As I roll through the front door…which isn’t the real front door, but the entry from the garage…both dogs emerge barking and expectant. I fuss over them, calling Bixby, Bela. Seconds later we reach the sunroom where one of our two cats is crossing the floor. Bixby explodes in the slightly disoriented way of a rescued border collie…chasing our black cat…or trying. The claws send a rat tat tat as both mammals slip on the polish of the hardwood floor. That is the thing about our new domicile, everyone is trying to get traction.

Upstairs, there is much more sun in the sitting room than in the sunroom. Such is late afternoon in San Francisco facing west. Facing anywhere in the sitting room there is only standing. Why standing room only in the sitting room? The want of chairs, for one thing. The want of furniture, for another. In fact, this particular part of the house is being prepared for a modest bout of demolition. The fireplace and what’s around it must go. Why, I can’t remember. But it’s part of the architectural plan…and the contractor schedule…that this thing must be done. And why it must be done in the second month of our residence here…well, I’m tired of asking.

Something about having a house in disarray makes one see the glass half empty. But look around…and there is so much to delight. The house is beautiful, by any standard. And the garden, conceived as a sort of guess, is quickly becoming. The greenhouse at first slightly alarmed me, seeming something of an excess. But the weather has proven to be in excess of wind, fog and cold. Tomatoes now huddle under glass panes, quite oblivious to meteorological reality. Inside this orangery…or tomatoery…I often huddle myself, drawing out the afternoon watering to enjoy the warm, still air.

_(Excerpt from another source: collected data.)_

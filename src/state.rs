use chrono::{DateTime, Utc};
use std::sync::Arc;

use crate::config::Config;
use crate::media::MediaProcessorTrait;
use crate::workflow::Workflow;

/// Shared state handed to every request handler
pub struct AppState {
    pub workflow: Workflow,
    pub started_at: DateTime<Utc>,
}

impl AppState {
    pub fn new(config: Config, media: Arc<dyn MediaProcessorTrait>) -> Arc<Self> {
        Arc::new(Self {
            workflow: Workflow::new(config, media),
            started_at: Utc::now(),
        })
    }
}
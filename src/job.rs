//! Merge requests as received over HTTP and the validated jobs built from them.

use serde::{Deserialize, Serialize};
use std::path::Path;
use uuid::Uuid;

use crate::error::{Result, MergeError};
use crate::profile::{DeviceProfile, Resolution};
use crate::reference::{self, MediaReference, Origin};

/// Which pipeline a request runs
#[derive(Debug, Clone, Copy, PartialEq, Eq)]
pub enum MergeKind {
    /// Concatenate video clips, then compose audio and subtitles on top
    Clips,
    /// Turn still images into a video in a single stage
    Slideshow,
}

/// Request body shared by `/vdo/merge` and `/img/merge`.
/// Every field is optional here; `into_job` decides what is required.
#[derive(Debug, Clone, Default, Deserialize)]
pub struct MergeRequest {
    pub filename: Option<String>,
    pub inputvdo: Option<Vec<String>>,
    pub inputaud: Option<String>,
    pub inputbgm: Option<String>,
    pub subtitle: Option<String>,
    pub device: Option<String>,
}

/// A validated, immutable merge job
#[derive(Debug, Clone)]
pub struct MergeJob {
    pub id: Uuid,
    pub kind: MergeKind,
    pub filename: String,
    pub inputs: Vec<MediaReference>,
    pub audio: MediaReference,
    pub background: Option<MediaReference>,
    pub subtitle: Option<MediaReference>,
    pub profile: DeviceProfile,
}

/// A reference echoed back to the client together with its origin
#[derive(Debug, Clone, PartialEq, Serialize)]
pub struct InputSummary {
    pub reference: String,
    pub origin: Origin,
}

impl MergeRequest {
    /// Check required fields and build a typed job.
    ///
    /// Empty strings and an empty input list count as absent. Existence of
    /// local files is checked separately by [`MergeJob::missing_inputs`].
    pub fn into_job(self, kind: MergeKind) -> Result<MergeJob> {
        let filename = non_empty(self.filename);
        let inputs = self
            .inputvdo
            .map(|list| list.into_iter().filter(|item| !item.trim().is_empty()).collect::<Vec<_>>())
            .filter(|list| !list.is_empty());
        let audio = non_empty(self.inputaud);

        let mut absent = Vec::new();
        if filename.is_none() {
            absent.push("filename");
        }
        if inputs.is_none() {
            absent.push("inputvdo");
        }
        if audio.is_none() {
            absent.push("inputaud");
        }

        let (Some(filename), Some(inputs), Some(audio)) = (filename, inputs, audio) else {
            return Err(MergeError::InvalidRequest(format!(
                "Missing required fields: {}",
                absent.join(", ")
            )));
        };

        check_filename(&filename)?;

        Ok(MergeJob {
            id: Uuid::new_v4(),
            kind,
            filename,
            inputs: inputs.iter().map(|item| MediaReference::parse(item)).collect(),
            audio: MediaReference::parse(&audio),
            background: non_empty(self.inputbgm).map(|item| MediaReference::parse(&item)),
            subtitle: non_empty(self.subtitle).map(|item| MediaReference::parse(&item)),
            profile: DeviceProfile::from_token(self.device.as_deref()),
        })
    }
}

impl MergeJob {
    pub fn resolution(&self) -> Resolution {
        self.profile.resolution()
    }

    /// Every referenced local file that does not exist, across all categories
    pub fn missing_inputs(&self) -> Vec<String> {
        let references = self
            .inputs
            .iter()
            .chain(std::iter::once(&self.audio))
            .chain(self.background.iter())
            .chain(self.subtitle.iter());

        reference::validate(references)
    }

    /// Fail with the full list of missing local files, if any
    pub fn ensure_inputs_exist(&self) -> Result<()> {
        let missing = self.missing_inputs();
        if missing.is_empty() {
            Ok(())
        } else {
            Err(MergeError::MissingInputs(missing))
        }
    }

    pub fn summarize_inputs(&self) -> Vec<InputSummary> {
        self.inputs.iter().map(summarize).collect()
    }
}

pub fn summarize(reference: &MediaReference) -> InputSummary {
    InputSummary {
        reference: reference.to_string(),
        origin: reference.origin(),
    }
}

fn non_empty(value: Option<String>) -> Option<String> {
    value.filter(|value| !value.trim().is_empty())
}

/// Output names must stay inside the output directory
fn check_filename(filename: &str) -> Result<()> {
    let path = Path::new(filename);
    let is_bare_name = path.file_name().is_some_and(|name| name == filename)
        && !filename.contains('/')
        && !filename.contains('\\');

    if is_bare_name {
        Ok(())
    } else {
        Err(MergeError::InvalidRequest(format!(
            "filename must be a plain file name, got '{}'",
            filename
        )))
    }
}
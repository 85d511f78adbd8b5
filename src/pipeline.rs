//! Stage sequencing for merge jobs.
//!
//! Clips run in two stages (concatenate, then compose); slideshows run in
//! one. Each stage starts only after the previous one succeeded. Scratch
//! files live in a per-job directory that is removed on every exit path, and
//! the output is rendered under a temporary name and only published once the
//! last stage succeeds.

use std::path::{Path, PathBuf};
use tempfile::TempDir;
use tokio::fs;
use tracing::{debug, info, warn};
use uuid::Uuid;

use crate::config::Config;
use crate::error::Result;
use crate::filter::VideoFilters;
use crate::job::{MergeJob, MergeKind};
use crate::media::{MediaCommandBuilder, MediaMetadata, MediaProcessorTrait};
use crate::reference::MediaReference;

/// Outcome of a successful pipeline run
#[derive(Debug, Clone)]
pub struct RenderReport {
    pub output: PathBuf,
    pub metadata: MediaMetadata,
}

pub struct MergePipeline<'a> {
    media: &'a dyn MediaProcessorTrait,
    commands: MediaCommandBuilder,
    output_dir: PathBuf,
    scratch_root: PathBuf,
    image_duration: f64,
}

impl<'a> MergePipeline<'a> {
    pub fn new(media: &'a dyn MediaProcessorTrait, config: &Config) -> Self {
        Self {
            media,
            commands: MediaCommandBuilder::new(&config.media.binary_path, &config.media.probe_path),
            output_dir: config.server.output_dir.clone(),
            scratch_root: config.server.scratch_root(),
            image_duration: config.media.image_duration_secs,
        }
    }

    /// Render the job into the output directory and probe the result
    pub async fn run(&self, job: &MergeJob) -> Result<RenderReport> {
        fs::create_dir_all(&self.output_dir).await?;

        let output = self.output_dir.join(&job.filename);
        let pending = PendingOutput::new(&self.output_dir, job.id, &job.filename);
        let filters = VideoFilters::new(job.resolution(), job.subtitle.as_ref());

        match job.kind {
            MergeKind::Clips => self.render_clips(job, &filters, pending.path()).await?,
            MergeKind::Slideshow => self.render_slideshow(job, &filters, pending.path()).await?,
        }

        pending.publish(&output).await?;
        info!("Job {} rendered {}", job.id, output.display());

        let metadata = self.media.probe(&output).await?;
        Ok(RenderReport { output, metadata })
    }

    async fn render_clips(&self, job: &MergeJob, filters: &VideoFilters, target: &Path) -> Result<()> {
        let scratch = JobScratch::create(&self.scratch_root, job.id)?;
        let manifest = scratch.manifest();
        let merged = scratch.merged_video();

        fs::write(&manifest, concat_manifest(&job.inputs)).await?;
        debug!("Job {} wrote concat manifest {}", job.id, manifest.display());

        info!("Job {} stage 1/2: concatenating {} clips", job.id, job.inputs.len());
        let concat = self.commands.concatenate(&manifest, &merged);
        self.media.execute_command(&concat).await?;

        info!("Job {} stage 2/2: composing at {}", job.id, job.resolution());
        let compose = self.commands.compose(
            &merged,
            &job.audio,
            job.background.as_ref(),
            filters,
            target,
        );
        self.media.execute_command(&compose).await?;

        Ok(())
    }

    async fn render_slideshow(&self, job: &MergeJob, filters: &VideoFilters, target: &Path) -> Result<()> {
        info!(
            "Job {} rendering slideshow of {} images at {}",
            job.id,
            job.inputs.len(),
            job.resolution()
        );

        let slideshow = self.commands.slideshow(
            &job.inputs,
            self.image_duration,
            &job.audio,
            job.background.as_ref(),
            filters,
            target,
        );
        self.media.execute_command(&slideshow).await
    }
}

/// Concat demuxer manifest listing every input in order
pub fn concat_manifest(inputs: &[MediaReference]) -> String {
    inputs
        .iter()
        .map(|input| format!("file '{}'\n", input.as_engine_input().replace('\'', r"'\''")))
        .collect()
}

/// Per-job scratch directory holding the manifest and the merged clip
struct JobScratch {
    dir: TempDir,
}

impl JobScratch {
    fn create(root: &Path, job_id: Uuid) -> Result<Self> {
        std::fs::create_dir_all(root)?;
        let dir = tempfile::Builder::new()
            .prefix(&format!("job-{}-", job_id))
            .tempdir_in(root)?;
        Ok(Self { dir })
    }

    fn manifest(&self) -> PathBuf {
        self.dir.path().join("inputs.txt")
    }

    fn merged_video(&self) -> PathBuf {
        self.dir.path().join("merged.mp4")
    }
}

/// Output rendered under a hidden name until every stage succeeded.
/// Dropped without being published, the partial file is deleted.
struct PendingOutput {
    path: PathBuf,
    published: bool,
}

impl PendingOutput {
    fn new(output_dir: &Path, job_id: Uuid, filename: &str) -> Self {
        // Same extension as the final name so the engine picks the same container
        Self {
            path: output_dir.join(format!(".{}-{}", job_id, filename)),
            published: false,
        }
    }

    fn path(&self) -> &Path {
        &self.path
    }

    async fn publish(mut self, output: &Path) -> Result<()> {
        fs::rename(&self.path, output).await?;
        self.published = true;
        Ok(())
    }
}

impl Drop for PendingOutput {
    fn drop(&mut self) {
        if self.published || !self.path.exists() {
            return;
        }
        if let Err(e) = std::fs::remove_file(&self.path) {
            warn!("Failed to remove partial output {}: {}", self.path.display(), e);
        }
    }
}
//! Filter expressions handed to the engine.
//!
//! Video filters scale to the target resolution and optionally burn in
//! subtitles. The audio graph always ends on the `[aout]` bus: either the
//! primary track alone or the primary track mixed with quieter background
//! music, cut at the shorter of the two.

use crate::profile::Resolution;
use crate::reference::MediaReference;

/// Gain applied to the primary audio track
pub const PRIMARY_GAIN: &str = "1.0";
/// Gain applied to background music
pub const BACKGROUND_GAIN: &str = "0.1";
/// Style used when burning subtitles into the picture
pub const SUBTITLE_STYLE: &str = "FontSize=32,Outline=1,Shadow=1";
/// Output bus carrying the final audio
pub const AUDIO_OUT: &str = "aout";
/// Output bus carrying the final slideshow video
pub const VIDEO_OUT: &str = "vout";

/// Engine input positions of the audio tracks
#[derive(Debug, Clone, Copy, PartialEq, Eq)]
pub struct AudioInputs {
    pub primary: usize,
    pub background: Option<usize>,
}

impl AudioInputs {
    /// Composition stage of the clip pipeline: merged video 0, audio 1, music 2
    pub fn for_clips(has_background: bool) -> Self {
        Self {
            primary: 1,
            background: has_background.then_some(2),
        }
    }

    /// Slideshow: images take 0..n, audio follows, then music
    pub fn for_slideshow(image_count: usize, has_background: bool) -> Self {
        Self {
            primary: image_count,
            background: has_background.then_some(image_count + 1),
        }
    }
}

/// Ordered video filters: scale first, then subtitle burn-in
#[derive(Debug, Clone, PartialEq, Eq)]
pub struct VideoFilters {
    scale: String,
    subtitles: Option<String>,
}

impl VideoFilters {
    pub fn new(resolution: Resolution, subtitle: Option<&MediaReference>) -> Self {
        Self {
            scale: format!("scale={}:{}", resolution.width, resolution.height),
            subtitles: subtitle.map(|reference| {
                format!(
                    "subtitles={}:force_style='{}'",
                    escape_graph(&escape_option(&reference.as_engine_input())),
                    SUBTITLE_STYLE
                )
            }),
        }
    }

    pub fn to_vec(&self) -> Vec<String> {
        std::iter::once(self.scale.clone())
            .chain(self.subtitles.clone())
            .collect()
    }

    /// Filters joined into a single `-vf` chain
    pub fn chain(&self) -> String {
        self.to_vec().join(",")
    }

    /// Video part of the slideshow graph.
    ///
    /// Every image is scaled on its own so the segments share one size, the
    /// segments are joined in input order and subtitles go on top of the
    /// joined stream.
    pub fn slideshow_graph(&self, image_count: usize) -> String {
        let mut parts: Vec<String> = (0..image_count)
            .map(|i| format!("[{i}:v]{},setsar=1,format=yuv420p[v{i}]", self.scale))
            .collect();

        let labels: String = (0..image_count).map(|i| format!("[v{i}]")).collect();
        let mut joined = format!("{labels}concat=n={image_count}:v=1:a=0");
        if let Some(subtitles) = &self.subtitles {
            joined.push(',');
            joined.push_str(subtitles);
        }
        joined.push_str(&format!("[{VIDEO_OUT}]"));
        parts.push(joined);

        parts.join(";")
    }
}

/// Audio filter graph ending on the `[aout]` bus
pub fn audio_graph(inputs: AudioInputs) -> String {
    match inputs.background {
        None => format!("[{}:a]volume={}[{}]", inputs.primary, PRIMARY_GAIN, AUDIO_OUT),
        Some(background) => format!(
            "[{}:a]volume={}[a1];[{}:a]volume={}[a2];[a1][a2]amix=inputs=2:duration=shortest[{}]",
            inputs.primary, PRIMARY_GAIN, background, BACKGROUND_GAIN, AUDIO_OUT
        ),
    }
}

/// Escape a filter option value so `:` and quotes stay part of it
fn escape_option(value: &str) -> String {
    escape_chars(value, &['\\', '\'', ':'])
}

/// Escape a filter description for the graph parser, which unescapes once
/// before handing option strings to the filter
fn escape_graph(value: &str) -> String {
    escape_chars(value, &['\\', '\'', '[', ']', ',', ';'])
}

fn escape_chars(value: &str, special: &[char]) -> String {
    let mut escaped = String::with_capacity(value.len());
    for c in value.chars() {
        if special.contains(&c) {
            escaped.push('\\');
        }
        escaped.push(c);
    }
    escaped
}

Driving, now a daily occurrence, still contains a high fear factor. The other evening, I set out early for dinner with a friend who lives in the center of town. I knew it was rush hour. But I didn’t quite know that I would be inching uphill and downhill as I held my car as stationary as possible behind a red light on Cathedral Hill. Then inching into a turn, as all of San Francisco honked at me. Down a hill, right, then left then another. Then up a hill and a right turn into a parking space. There is a God.

As for my street, only this very afternoon I was pulling directly into a familiar parking space. It’s the one with the crooked sidewalk, roots lifting the sections. I checked for my position, blocking neither driveway fore or aft, hit the button that deploys the wheelchair ramp…which didn’t deploy. My God, the van was broken. Badly rattled, I backed up…into the curb. Surely it was worth trying to re-park, just in case I was dropping the ramp on some irregular part of the footpath. I couldn’t quite get it together. So I drove down the hill into Glen Park village, then back up…trying to park just down the street from our house, but something felt wrong. So I carried on, finally doing a 180° turn…returning to the same space, but farther away from the edge. Yes, it was the footpath, not the van. I breathed deeply. Breathing is important these days.